The SAN would be the storage location for the VM's. Swap files for the VM's could exist on the SAN, or on another datastore.

The advantage of the SAN would be enhanced flexibility, so you can shuffle the Vm's from one host or another. VMware calls it "Vmotion", allowing you to do something like move all the VM's from one server to another (with no downtime), power down the server, swap out RAM etc.. then move the VM's back.

Sadly VMotion isn't available unless you poney up a bit of some cash (in excess of $2,000 per year I believe), however the SAN/NAS other datastore would still be a good idea.


----------



## killabytes

Love it. That's the plan then. Use the extra HDDs in the server as a _SAN_ to prevent down time.

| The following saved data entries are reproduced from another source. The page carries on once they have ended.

//! Log-stream location and log event fetching.
//!
//! The locator is a pure function from task definition + task id + container
//! name to CloudWatch Logs coordinates. The fetcher wraps the two paginated
//! read paths of the log API: the tail of a single stream and a time-filtered
//! scan over a whole group.

use crate::error::Result;
use crate::model::{LogLine, LogStreamRef, LogTail, RawLogEvent, TaskDefinition, AWSLOGS_DRIVER};
use crate::ports::EventLogApi;
use std::sync::Arc;
use tracing::debug;

/// Fixed page size for log event reads.
pub const LOG_PAGE_SIZE: i32 = 100;

/// Resolves the log group and stream for one container of one task.
///
/// Returns `None` when the container is not in the task definition, when its
/// log driver is not `awslogs`, or when the options carry no log group. The
/// stream name is `{prefix}/{containerName}/{taskId}` with the prefix
/// defaulting to the empty string.
pub fn resolve_log_stream(
    task_definition: &TaskDefinition,
    task_id: &str,
    container_name: &str,
) -> Option<LogStreamRef> {
    let container = task_definition
        .container_definitions
        .iter()
        .find(|c| c.name == container_name)?;
    let log_config = container.log_configuration.as_ref()?;
    if log_config.driver != AWSLOGS_DRIVER {
        return None;
    }
    let group = log_config.group()?.to_string();
    let prefix = log_config.stream_prefix();

    Some(LogStreamRef {
        group,
        stream: format!("{prefix}/{container_name}/{task_id}"),
    })
}

pub struct LogFetcher {
    api: Arc<dyn EventLogApi>,
}

impl LogFetcher {
    pub fn new(api: Arc<dyn EventLogApi>) -> Self {
        Self { api }
    }

    /// Fetches up to `limit` of the most recent lines of a stream, oldest
    /// first in the result.
    ///
    /// Tail pagination never returns an absent continuation token; once the
    /// stream is exhausted the API echoes the token back. The loop stops on
    /// that echo, otherwise it would page forever. An empty tail is reported
    /// with `possibly_delayed` set: log delivery lags the read path, so
    /// "no events" cannot be distinguished from "not delivered yet" here.
    pub async fn recent_log_lines(
        &self,
        log_group: &str,
        log_stream: &str,
        limit: usize,
    ) -> Result<LogTail> {
        // Pages arrive newest-first; each page's events are oldest-first.
        let mut pages: Vec<Vec<LogLine>> = Vec::new();
        let mut collected = 0usize;
        let mut token: Option<String> = None;

        loop {
            let remaining = limit.saturating_sub(collected);
            if remaining == 0 {
                break;
            }
            let page_limit = (remaining.min(LOG_PAGE_SIZE as usize)) as i32;
            let page = self
                .api
                .get_log_events_page(log_group, log_stream, token.clone(), page_limit)
                .await?;

            collected += page.events.len();
            pages.push(page.events.into_iter().map(to_log_line).collect());

            match page.next_token {
                Some(next) if Some(&next) != token.as_ref() => token = Some(next),
                _ => break,
            }
        }

        let lines: Vec<LogLine> = pages.into_iter().rev().flatten().collect();
        let possibly_delayed = lines.is_empty();
        if possibly_delayed {
            debug!(log_group, log_stream, "empty log tail, possibly delayed");
        }

        Ok(LogTail {
            lines,
            possibly_delayed,
        })
    }

    /// Scans a log group for raw events from `start_millis` to now, following
    /// pagination until exhausted. No upper time bound.
    pub async fn filter_log_events(
        &self,
        log_group: &str,
        start_millis: i64,
    ) -> Result<Vec<RawLogEvent>> {
        let mut events = Vec::new();
        let mut token: Option<String> = None;

        loop {
            let page = self
                .api
                .filter_events_page(log_group, start_millis, token.clone())
                .await?;
            events.extend(page.events);
            match page.next_token {
                // Guard against a token echo here too, same as the tail path.
                Some(next) if Some(&next) != token.as_ref() => token = Some(next),
                _ => break,
            }
        }

        debug!(log_group, count = events.len(), "filtered log events");
        Ok(events)
    }
}

fn to_log_line(event: RawLogEvent) -> LogLine {
    LogLine {
        timestamp_millis: event.timestamp_millis,
        message: event.message,
    }
}

#[cfg(test)]
mod tests {
    use super::*;
    use crate::model::{ContainerDefinition, LogConfiguration};
    use std::collections::HashMap;

    fn task_definition(driver: &str, options: &[(&str, &str)]) -> TaskDefinition {
        let options: HashMap<String, String> = options
            .iter()
            .map(|(k, v)| (k.to_string(), v.to_string()))
            .collect();
        TaskDefinition {
            arn: "arn:aws:ecs:us-east-1:123456789012:task-definition/web:3".to_string(),
            family: "web".to_string(),
            revision: 3,
            container_definitions: vec![ContainerDefinition {
                name: "app".to_string(),
                image: Some("repo/app:latest".to_string()),
                cpu: Some(256),
                memory: Some(512),
                log_configuration: Some(LogConfiguration {
                    driver: driver.to_string(),
                    options,
                }),
            }],
        }
    }

    #[test]
    fn test_resolve_log_stream_with_prefix() {
        let td = task_definition(
            AWSLOGS_DRIVER,
            &[("awslogs-group", "/ecs/web"), ("awslogs-stream-prefix", "web")],
        );
        let resolved = resolve_log_stream(&td, "abc123", "app").unwrap();
        assert_eq!(resolved.group, "/ecs/web");
        assert_eq!(resolved.stream, "web/app/abc123");
    }

    #[test]
    fn test_resolve_log_stream_without_prefix() {
        let td = task_definition(AWSLOGS_DRIVER, &[("awslogs-group", "/ecs/web")]);
        let resolved = resolve_log_stream(&td, "abc123", "app").unwrap();
        assert_eq!(resolved.stream, "/app/abc123");
    }

    #[test]
    fn test_resolved_stream_round_trips_container_and_task() {
        let td = task_definition(
            AWSLOGS_DRIVER,
            &[("awslogs-group", "/ecs/web"), ("awslogs-stream-prefix", "web")],
        );
        let resolved = resolve_log_stream(&td, "abc123", "app").unwrap();
        let segments: Vec<&str> = resolved.stream.split('/').collect();
        assert_eq!(segments[segments.len() - 2], "app");
        assert_eq!(segments[segments.len() - 1], "abc123");
    }

    #[test]
    fn test_resolve_log_stream_unknown_container() {
        let td = task_definition(AWSLOGS_DRIVER, &[("awslogs-group", "/ecs/web")]);
        assert!(resolve_log_stream(&td, "abc123", "sidecar").is_none());
    }

    #[test]
    fn test_resolve_log_stream_unrecognized_driver() {
        let td = task_definition("fluentd", &[("awslogs-group", "/ecs/web")]);
        assert!(resolve_log_stream(&td, "abc123", "app").is_none());
    }

    #[test]
    fn test_resolve_log_stream_missing_group() {
        let td = task_definition(AWSLOGS_DRIVER, &[("awslogs-stream-prefix", "web")]);
        assert!(resolve_log_stream(&td, "abc123", "app").is_none());
    }

    #[test]
    fn test_resolve_log_stream_no_log_configuration() {
        let td = TaskDefinition {
            container_definitions: vec![ContainerDefinition {
                name: "app".to_string(),
                ..Default::default()
            }],
            ..Default::default()
        };
        assert!(resolve_log_stream(&td, "abc123", "app").is_none());
    }
}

Now I just need to wait for the 1U low profile active cooler. I hate blower fans! So loud!


----------



## trueg50

Quote:


> Originally Posted by *killabytes;14183534*
> Love it. That's the plan then. Use the extra HDDs in the server as a _SAN_ to prevent down time.
> 
> Now I just need to wait for the 1U low profile active cooler. I hate blower fans! So loud!

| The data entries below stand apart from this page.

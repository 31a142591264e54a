//! Error types for the task-resolution core.
//!
//! The taxonomy mirrors what callers need to distinguish:
//! - `NotFound` / `ConfigurationNotFound` map to explicit error responses
//! - `Upstream` wraps any failed orchestration or log API call; retry policy
//!   is the caller's concern, not this crate's
//! - `MalformedEvent` is only surfaced when a caller opts into strict event
//!   parsing; the listing path skips bad lines instead

use thiserror::Error;

pub type Result<T> = std::result::Result<T, Error>;

#[derive(Error, Debug)]
pub enum Error {
    #[error("task not found: {task_id}")]
    NotFound { task_id: String },

    #[error(transparent)]
    Upstream(#[from] anyhow::Error),

    #[error("malformed event: {reason}")]
    MalformedEvent { reason: String },

    #[error("environment not configured: {name}")]
    ConfigurationNotFound { name: String },

    #[error("configuration lists no environments")]
    NoEnvironments,

    #[error("IO error: {0}")]
    Io(#[from] std::io::Error),

    #[error("TOML parse error: {0}")]
    ConfigParse(#[from] toml::de::Error),
}

impl Error {
    pub fn not_found(task_id: impl Into<String>) -> Self {
        Error::NotFound {
            task_id: task_id.into(),
        }
    }
}

#[cfg(test)]
mod tests {
    use super::*;

    #[test]
    fn test_not_found_display() {
        let err = Error::not_found("abc123");
        assert_eq!(err.to_string(), "task not found: abc123");
    }

    #[test]
    fn test_configuration_not_found_display() {
        let err = Error::ConfigurationNotFound {
            name: "prod".to_string(),
        };
        assert_eq!(err.to_string(), "environment not configured: prod");
    }

    #[test]
    fn test_upstream_preserves_context() {
        let err: Error = anyhow::anyhow!("throttled").into();
        assert!(err.to_string().contains("throttled"));
    }
}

Doesn't quite work like that. For the SAN you would need a separate server for the drives + processing. You would also need the licensing for the additional features like Vmotion.


----------



## killabytes

Quote:


> Originally Posted by *trueg50;14183789*
> Doesn't quite work like that. For the SAN you would need a separate server for the drives + processing. You would also need the licensing for the additional features like Vmotion.


Even if I was to use Openfiler?


----------



## Lord Xeb

ESX or ESXi >.>

But really any form of linux is the best for hosting an OS. It is light and very stable (especially older variants that have had time to mature).

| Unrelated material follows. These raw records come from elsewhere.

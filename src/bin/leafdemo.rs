//! A minimal end-to-end exercise of the leaf system: a toy BSP that buckets
//! space into 32-unit grid cells as "leaves", a handful of renderables, and
//! one full register -> compute-bounds -> recompute -> build-list cycle.

use cgmath::{InnerSpace, Vector3};
use leafsys::{
    BspQuery, ClientLeafSystem, DetailObjectSystem, EngineQueries, ModelKind, ReceiverKind, RenderGroupRequest, RenderableCaps,
    SetupRenderInfo, ShadowManager,
};
use std::sync::{Arc, Mutex};

/// Buckets world space into a flat grid of 32-unit cells, each one a leaf.
struct GridBsp {
    cell_size: f32,
    cells_per_axis: usize,
}

impl GridBsp {
    fn leaf_for_cell(&self, x: i64, y: i64, z: i64) -> usize {
        let wrap = |v: i64| v.rem_euclid(self.cells_per_axis as i64) as usize;
        (wrap(z) * self.cells_per_axis + wrap(y)) * self.cells_per_axis + wrap(x)
    }
}

impl BspQuery for GridBsp {
    fn enumerate_leaves_in_box(&self, min: Vector3<f32>, max: Vector3<f32>, visit: &mut dyn FnMut(usize)) {
        let to_cell = |v: f32| (v / self.cell_size).floor() as i64;
        for z in to_cell(min.z)..=to_cell(max.z) {
            for y in to_cell(min.y)..=to_cell(max.y) {
                for x in to_cell(min.x)..=to_cell(max.x) {
                    visit(self.leaf_for_cell(x, y, z));
                }
            }
        }
    }
}

struct DemoEngine {
    leaf_count: usize,
}

impl EngineQueries for DemoEngine {
    fn leaf_count(&self) -> usize {
        self.leaf_count
    }

    fn cull_box(&self, _min: Vector3<f32>, _max: Vector3<f32>) -> bool {
        false
    }

    fn is_occluded(&self, _min: Vector3<f32>, _max: Vector3<f32>) -> bool {
        false
    }

    fn does_box_touch_area_frustum(&self, _min: Vector3<f32>, _max: Vector3<f32>, _area: i32) -> bool {
        true
    }

    fn get_leaves_area(&self, leaves: &[usize]) -> i32 {
        if leaves.len() == 1 {
            leaves[0] as i32
        } else {
            -1
        }
    }

    fn are_any_leaves_visible(&self, leaves: &[usize]) -> bool {
        !leaves.is_empty()
    }
}

struct NullShadowManager {
    attachments: Mutex<usize>,
}

impl ShadowManager for NullShadowManager {
    fn add_shadow_to_receiver(&self, _shadow: u32, _renderable: Arc<dyn RenderableCaps>, _receiver_kind: ReceiverKind) {
        *self.attachments.lock().unwrap() += 1;
    }

    fn remove_all_shadows_from_receiver(&self, _renderable: Arc<dyn RenderableCaps>, _receiver_kind: ReceiverKind) {}
}

struct NoDetailObjects;

impl DetailObjectSystem for NoDetailObjects {
    fn get_detail_model(&self, _index: u32) -> Option<Arc<dyn RenderableCaps>> {
        None
    }
}

struct Prop {
    origin: Vector3<f32>,
    half_extent: f32,
    translucent: bool,
}

impl RenderableCaps for Prop {
    fn render_bounds(&self) -> (Vector3<f32>, Vector3<f32>) {
        let h = Vector3::new(self.half_extent, self.half_extent, self.half_extent);
        (-h, h)
    }

    fn render_bounds_worldspace(&self) -> (Vector3<f32>, Vector3<f32>) {
        let (min, max) = self.render_bounds();
        (min + self.origin, max + self.origin)
    }

    fn render_origin(&self) -> Vector3<f32> {
        self.origin
    }

    fn render_angles(&self) -> Vector3<f32> {
        Vector3::new(0.0, 0.0, 0.0)
    }

    fn is_transparent(&self) -> bool {
        self.translucent
    }

    fn is_two_pass(&self) -> bool {
        false
    }

    fn model_kind(&self) -> ModelKind {
        ModelKind::Studio
    }

    fn fx_blend(&self) -> u8 {
        if self.translucent {
            180
        } else {
            255
        }
    }

    fn compute_fx_blend(&self) -> u8 {
        self.fx_blend()
    }

    fn should_receive_projected_textures(&self, _flags_mask: u32) -> bool {
        true
    }

    fn is_static_prop(&self) -> bool {
        false
    }
}

fn main() {
    env_logger::init();

    let bsp = Arc::new(GridBsp {
        cell_size: 32.0,
        cells_per_axis: 16,
    });
    let engine = Arc::new(DemoEngine { leaf_count: 16 * 16 * 16 });
    let shadow_manager = Arc::new(NullShadowManager { attachments: Mutex::new(0) });
    let detail_objects = Arc::new(NoDetailObjects);

    let mut leafsys = ClientLeafSystem::new(bsp, engine, shadow_manager.clone(), detail_objects);
    leafsys.level_init_pre_entity();

    let opaque = Arc::new(Prop {
        origin: Vector3::new(10.0, 10.0, 10.0),
        half_extent: 8.0,
        translucent: false,
    });
    let glass = Arc::new(Prop {
        origin: Vector3::new(12.0, 10.0, 10.0),
        half_extent: 4.0,
        translucent: true,
    });

    let opaque_handle = leafsys.add_renderable(opaque, RenderGroupRequest::OpaqueEntity);
    let _glass_handle = leafsys.add_renderable(glass, RenderGroupRequest::TranslucentEntity);

    leafsys.compute_all_bounds();
    leafsys.recompute_renderable_leaves();

    let leaves = leafsys.get_renderable_leaves(opaque_handle).unwrap_or_default();
    println!("opaque prop occupies {} leaf cell(s)", leaves.len());

    leafsys.begin_frame();
    leafsys.compute_translucent_render_leaf(&leaves, 1, 0);

    let info = SetupRenderInfo {
        visible_leaves: &leaves,
        render_origin: Vector3::new(0.0, 0.0, 0.0),
        render_forward: Vector3::new(1.0, 0.0, 0.0).normalize(),
        render_frame: 1,
        detail_build_frame: 1,
        draw_translucent: true,
        draw_detail: true,
        draw_static_props: leafsys.draw_static_props_enabled(),
        portal_test_ents: false,
    };

    let mut lists = leafsys.new_render_lists();
    leafsys.build_renderables_list(&info, &mut lists);

    println!(
        "opaque entities: {}, translucent entities: {}",
        lists.group(leafsys::RenderGroup::OpaqueEntity).len(),
        lists.group(leafsys::RenderGroup::TranslucentEntity).len(),
    );
}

Grab Fedora if you wanna do any kind of VM.


----------



## trueg50

Quote:


> Originally Posted by *killabytes;14183981*
> Even if I was to use Openfiler?


I believe so.

You need direct access to the hardware; I don't know how well passing the array controllers directly to the Openfiler VM will work or how many controllers the 1U has.

Fortunately ESXi is great with handling storage, so you can take all your drives, throw them in a RAID 5/6 (or 1) depending upon how many drives you have, then they become your datastore for all the VM's. Later on if you build a SAN/NAS out of old parts, you can just map that in ESXi and voila you have another datastore.


----------



## SectorNine50

Quote:


> Originally Posted by *trueg50;14184192*
> I believe so.
> 
> You need direct access to the hardware; I don't know how well passing the array controllers directly to the Openfiler VM will work or how many controllers the 1U has.
> 
> Fortunately ESXi is great with handling storage, so you can take all your drives, throw them in a RAID 5/6 (or 1) depending upon how many drives you have, then they become your datastore for all the VM's. Later on if you build a SAN/NAS out of old parts, you can just map that in ESXi and voila you have another datastore.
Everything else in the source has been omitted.